Saturday, September 16, 2006

Water Supply

On coming water scarcity everyone seems to be predicting.

An excerpt.

The Quest for More Water
Why Markets are Inevitable
By Robert Glennon


Some readers might wonder why I, a liberal Democrat, spent this past summer as a fellow at a free-market think tank. The answer is that I believe that water marketing is essential if we are to prevent further damage to the environment from development. Where I probably depart from some of my PERC associates is that I believe government must play a critical role in overseeing markets to protect the environment and third parties.

We in the United States are heading toward a water scar-city crisis: We can’t make new water; all the water there is, is. In July, the city of Las Vegas, New Mexico, froze new development due to a lack of water. The city expects literally to run out of water this month.

Such a dramatic action may become commonplace in future years. In a recent survey, 36 states reported that they expect to suffer water shortages in the next ten years, yet demand for new sup-plies is increasing dramatically, mostly due to the increase in population. We now number 300 million and will exceed 400 million by the middle of the century. Fights over water are no longer confined to the American West, as disputes involving the Great Lakes, the Delaware River, the Potomac River, the Roanoke River, and the Ipswich River suggest.

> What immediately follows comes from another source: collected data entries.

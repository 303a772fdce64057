//! Monte Carlo simulation framework.
//!
//! * [`MultiPath`] — one realisation of a multi-dimensional process on a
//!   [`TimeGrid`]
//! * [`MultiPathGenerator`] — evolves a [`StochasticProcess`] with Gaussian
//!   draws, optionally antithetic
//! * [`MultiPathPricer`] — trait for evaluating payoffs on generated paths
//! * [`MonteCarloModel`] — runs a pricer over many paths, sequentially or
//!   on the rayon pool

use crate::time_grid::TimeGrid;
use lmm_core::{ensure, errors::Result, Real, Time};
use lmm_math::random_numbers::{GaussianSequenceGenerator, GeneratorKind};
use lmm_math::Statistics;
use lmm_models::StochasticProcess;
use rayon::prelude::*;
use serde::{Deserialize, Serialize};
use tracing::debug;

/// Paths simulated by one parallel work item.
const CHUNK_PATHS: usize = 1024;

// ─── Settings ─────────────────────────────────────────────────────────────────

/// Monte Carlo configuration.
#[derive(Debug, Clone, Copy, PartialEq, Serialize, Deserialize)]
#[serde(default)]
pub struct SimulationSettings {
    /// Number of samples; with antithetic draws each sample averages a pair
    /// of paths.
    pub paths: usize,
    /// Minimum number of grid steps per year of simulated time.
    pub steps_per_year: usize,
    /// Seed of the Gaussian generator.
    pub seed: u64,
    /// Pair every path with its mirror image.
    pub antithetic: bool,
    /// Simulate chunks of paths on the rayon pool.
    pub parallel: bool,
    /// Random number backend.
    pub generator: GeneratorKind,
}

impl Default for SimulationSettings {
    fn default() -> Self {
        Self {
            paths: 10_000,
            steps_per_year: 4,
            seed: 42,
            antithetic: false,
            parallel: false,
            generator: GeneratorKind::default(),
        }
    }
}

/// Point estimate of a Monte Carlo run.
#[derive(Debug, Clone, Copy, PartialEq)]
pub struct SimulationResult {
    /// Sample mean.
    pub mean: Real,
    /// Standard error of the mean.
    pub error_estimate: Real,
    /// Number of samples.
    pub samples: usize,
}

impl SimulationResult {
    fn from_statistics(stats: &Statistics) -> Result<Self> {
        ensure!(stats.samples() > 0, "simulation produced no samples");
        Ok(Self {
            mean: stats.mean().unwrap_or(0.0),
            error_estimate: stats.error_estimate().unwrap_or(0.0),
            samples: stats.samples(),
        })
    }
}

// ─── MultiPath ────────────────────────────────────────────────────────────────

/// A sample path of a multi-dimensional process: one state per grid time.
#[derive(Debug, Clone)]
pub struct MultiPath {
    times: Vec<Time>,
    states: Vec<Vec<Real>>,
}

impl MultiPath {
    /// Grid times, starting at zero.
    pub fn times(&self) -> &[Time] {
        &self.times
    }

    /// State at grid index `i`.
    pub fn state(&self, i: usize) -> &[Real] {
        &self.states[i]
    }

    /// Number of grid points.
    pub fn len(&self) -> usize {
        self.states.len()
    }

    /// Whether the path holds no points.
    pub fn is_empty(&self) -> bool {
        self.states.is_empty()
    }

    /// Dimension of each state.
    pub fn asset_count(&self) -> usize {
        self.states.first().map_or(0, Vec::len)
    }

    /// Values of component `asset` along the path.
    pub fn asset(&self, asset: usize) -> Vec<Real> {
        self.states.iter().map(|s| s[asset]).collect()
    }
}

// ─── MultiPathGenerator ───────────────────────────────────────────────────────

/// Generates paths of a process by repeated calls to
/// [`StochasticProcess::evolve`].
///
/// With antithetic sampling every second path reuses the previous draws
/// with their signs flipped.
pub struct MultiPathGenerator<'a, P: StochasticProcess + ?Sized> {
    process: &'a P,
    grid: TimeGrid,
    rng: GaussianSequenceGenerator,
    antithetic: bool,
    draws: Vec<Real>,
    mirror_next: bool,
}

impl<'a, P: StochasticProcess + ?Sized> MultiPathGenerator<'a, P> {
    /// Generator over `grid` drawing from `rng`, whose dimension must be
    /// `factors × steps`.
    pub fn new(process: &'a P, grid: TimeGrid, rng: GaussianSequenceGenerator, antithetic: bool) -> Result<Self> {
        let dimension = process.factors() * grid.steps();
        ensure!(
            rng.dimension() == dimension,
            "generator dimension {} differs from factors x steps = {dimension}",
            rng.dimension()
        );
        Ok(Self {
            process,
            grid,
            rng,
            antithetic,
            draws: vec![0.0; dimension],
            mirror_next: false,
        })
    }

    /// Seeded generator of the given kind sized for `process` and `grid`.
    pub fn with_seed(process: &'a P, grid: TimeGrid, kind: GeneratorKind, seed: u64, antithetic: bool) -> Result<Self> {
        let rng = GaussianSequenceGenerator::new(kind, process.factors() * grid.steps(), seed);
        Self::new(process, grid, rng, antithetic)
    }

    /// Simulation grid.
    pub fn grid(&self) -> &TimeGrid {
        &self.grid
    }

    /// Next sample path.
    pub fn next_path(&mut self) -> Result<MultiPath> {
        if self.antithetic && self.mirror_next {
            for z in &mut self.draws {
                *z = -*z;
            }
        } else {
            self.rng.fill(&mut self.draws);
        }
        self.mirror_next = self.antithetic && !self.mirror_next;

        let factors = self.process.factors();
        let mut states = Vec::with_capacity(self.grid.size());
        let mut x = self.process.initial_values();
        for step in 0..self.grid.steps() {
            let dw = &self.draws[step * factors..(step + 1) * factors];
            let next = self.process.evolve(self.grid.time(step), &x, self.grid.dt(step), dw)?;
            states.push(std::mem::replace(&mut x, next));
        }
        states.push(x);
        Ok(MultiPath {
            times: self.grid.times().to_vec(),
            states,
        })
    }
}

// ─── MultiPathPricer ──────────────────────────────────────────────────────────

/// Evaluates a discounted payoff on a path.
pub trait MultiPathPricer: Send + Sync {
    /// Value of one path.
    fn value(&self, path: &MultiPath) -> Result<Real>;
}

// ─── MonteCarloModel ──────────────────────────────────────────────────────────

/// Runs a [`MultiPathPricer`] over simulated paths and gathers statistics.
pub struct MonteCarloModel<'a, P: StochasticProcess + ?Sized> {
    process: &'a P,
    grid: TimeGrid,
    settings: SimulationSettings,
}

impl<'a, P: StochasticProcess + ?Sized> MonteCarloModel<'a, P> {
    /// Model simulating `process` on `grid`.
    pub fn new(process: &'a P, grid: TimeGrid, settings: SimulationSettings) -> Result<Self> {
        ensure!(settings.paths > 0, "at least one path is required");
        Ok(Self {
            process,
            grid,
            settings,
        })
    }

    /// Simulation grid.
    pub fn grid(&self) -> &TimeGrid {
        &self.grid
    }

    /// Run sequentially or in parallel as configured.
    pub fn run<Q: MultiPathPricer>(&self, pricer: &Q) -> Result<SimulationResult> {
        if self.settings.parallel {
            self.simulate_parallel(pricer)
        } else {
            self.simulate(pricer)
        }
    }

    /// All samples from a single generator seeded with `settings.seed`.
    pub fn simulate<Q: MultiPathPricer>(&self, pricer: &Q) -> Result<SimulationResult> {
        debug!(paths = self.settings.paths, steps = self.grid.steps(), "monte carlo simulation");
        let stats = self.simulate_chunk(pricer, self.settings.paths, self.settings.seed)?;
        SimulationResult::from_statistics(&stats)
    }

    /// Fixed-size chunks of samples on the rayon pool, chunk `i` seeded
    /// with `seed + i·6364136223846793005` (wrapping).
    ///
    /// The result depends on the chunking but not on the thread count.
    pub fn simulate_parallel<Q: MultiPathPricer>(&self, pricer: &Q) -> Result<SimulationResult> {
        let chunks = split_paths(self.settings.paths, CHUNK_PATHS);
        debug!(
            paths = self.settings.paths,
            chunks = chunks.len(),
            threads = rayon::current_num_threads(),
            "parallel monte carlo simulation"
        );
        let base_seed = self.settings.seed;
        let partial = chunks
            .par_iter()
            .enumerate()
            .map(|(i, &n)| {
                let seed = base_seed.wrapping_add((i as u64).wrapping_mul(6_364_136_223_846_793_005));
                self.simulate_chunk(pricer, n, seed)
            })
            .collect::<Result<Vec<_>>>()?;
        let mut stats = Statistics::new();
        for s in &partial {
            stats.merge(s);
        }
        SimulationResult::from_statistics(&stats)
    }

    fn simulate_chunk<Q: MultiPathPricer>(&self, pricer: &Q, samples: usize, seed: u64) -> Result<Statistics> {
        let mut generator = MultiPathGenerator::with_seed(
            self.process,
            self.grid.clone(),
            self.settings.generator,
            seed,
            self.settings.antithetic,
        )?;
        let mut stats = Statistics::new();
        for _ in 0..samples {
            let value = if self.settings.antithetic {
                let first = pricer.value(&generator.next_path()?)?;
                let mirror = pricer.value(&generator.next_path()?)?;
                0.5 * (first + mirror)
            } else {
                pricer.value(&generator.next_path()?)?
            };
            stats.add(value);
        }
        Ok(stats)
    }
}

/// `total` split into chunks of at most `chunk` items.
fn split_paths(total: usize, chunk: usize) -> Vec<usize> {
    let chunk = chunk.max(1);
    let full = total / chunk;
    let mut sizes = vec![chunk; full];
    if total % chunk > 0 {
        sizes.push(total % chunk);
    }
    sizes
}

// ─── Tests ────────────────────────────────────────────────────────────────────

#[cfg(test)]
mod tests {
    use super::*;
    use lmm_math::Matrix;

    /// Geometric Brownian motion `dS = μ S dt + σ S dW` stepped exactly.
    #[derive(Debug)]
    struct Gbm {
        s0: Real,
        mu: Real,
        sigma: Real,
    }

    impl StochasticProcess for Gbm {
        fn size(&self) -> usize {
            1
        }

        fn initial_values(&self) -> Vec<Real> {
            vec![self.s0]
        }

        fn drift(&self, _t: Time, x: &[Real]) -> Result<Vec<Real>> {
            Ok(vec![self.mu * x[0]])
        }

        fn diffusion(&self, _t: Time, x: &[Real]) -> Result<Matrix> {
            Ok(Matrix::from_element(1, 1, self.sigma * x[0]))
        }

        fn evolve(&self, _t: Time, x: &[Real], dt: Time, dw: &[Real]) -> Result<Vec<Real>> {
            let s = self.sigma;
            Ok(vec![x[0] * ((self.mu - 0.5 * s * s) * dt + s * dt.sqrt() * dw[0]).exp()])
        }
    }

    struct Terminal;

    impl MultiPathPricer for Terminal {
        fn value(&self, path: &MultiPath) -> Result<Real> {
            Ok(path.state(path.len() - 1)[0])
        }
    }

    fn gbm() -> Gbm {
        Gbm {
            s0: 100.0,
            mu: 0.05,
            sigma: 0.2,
        }
    }

    #[test]
    fn paths_follow_the_grid() {
        let p = gbm();
        let grid = TimeGrid::uniform(1.0, 12).unwrap();
        let mut g = MultiPathGenerator::with_seed(&p, grid, GeneratorKind::MersenneTwister, 7, false).unwrap();
        let path = g.next_path().unwrap();
        assert_eq!(path.len(), 13);
        assert_eq!(path.asset_count(), 1);
        assert_eq!(path.state(0), &[100.0]);
        assert!(path.asset(0).iter().all(|&v| v > 0.0));
    }

    #[test]
    fn antithetic_paths_mirror_draws() {
        let p = gbm();
        let grid = TimeGrid::uniform(1.0, 1).unwrap();
        let mut g = MultiPathGenerator::with_seed(&p, grid, GeneratorKind::MersenneTwister, 7, true).unwrap();
        let up = g.next_path().unwrap().state(1)[0];
        let down = g.next_path().unwrap().state(1)[0];
        // log-returns are symmetric around the drift
        let drift = (0.05 - 0.02) * 1.0;
        assert!(((up / 100.0).ln() - drift + (down / 100.0).ln() - drift).abs() < 1e-12);
    }

    #[test]
    fn mean_of_gbm_is_forward() {
        let p = gbm();
        let grid = TimeGrid::uniform(1.0, 4).unwrap();
        let settings = SimulationSettings {
            paths: 20_000,
            ..SimulationSettings::default()
        };
        let mc = MonteCarloModel::new(&p, grid, settings).unwrap();
        let r = mc.simulate(&Terminal).unwrap();
        let expected = 100.0 * 0.05_f64.exp();
        assert_eq!(r.samples, 20_000);
        assert!((r.mean - expected).abs() < 4.0 * r.error_estimate);
    }

    #[test]
    fn parallel_run_is_reproducible() {
        let p = gbm();
        let grid = TimeGrid::uniform(1.0, 2).unwrap();
        let settings = SimulationSettings {
            paths: 5_000,
            parallel: true,
            antithetic: true,
            generator: GeneratorKind::StdRng,
            ..SimulationSettings::default()
        };
        let mc = MonteCarloModel::new(&p, grid, settings).unwrap();
        let a = mc.run(&Terminal).unwrap();
        let b = mc.run(&Terminal).unwrap();
        assert_eq!(a, b);
        assert_eq!(a.samples, 5_000);
        let expected = 100.0 * 0.05_f64.exp();
        assert!((a.mean - expected).abs() < 4.0 * a.error_estimate);
    }

    #[test]
    fn generator_dimension_is_checked() {
        let p = gbm();
        let grid = TimeGrid::uniform(1.0, 4).unwrap();
        let rng = GaussianSequenceGenerator::new(GeneratorKind::MersenneTwister, 3, 1);
        assert!(MultiPathGenerator::new(&p, grid, rng, false).is_err());
    }

    #[test]
    fn chunking() {
        assert_eq!(split_paths(2500, 1024), vec![1024, 1024, 452]);
        assert_eq!(split_paths(1024, 1024), vec![1024]);
        assert!(split_paths(0, 1024).is_empty());
    }
}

With such a disconnect between supply and demand, what are our options? The conventional answer is to build a dam, divert a river, or drill a well. Each of these options has significant environmental and financial consequences. We have already dammed most rivers in the United States, some repeatedly. Few good dam sites remain. Even proposing a dam stimulates serious opposition and controversy. As for our rivers, we have decimated many of them, diverting so much water that they have literally run dry. I’m not merely talking about small creeks. Large rivers like the Colorado and Rio Grande no longer reach the ocean. Securing new supplies by diverting additional waters from rivers will come with a high environmental cost attached.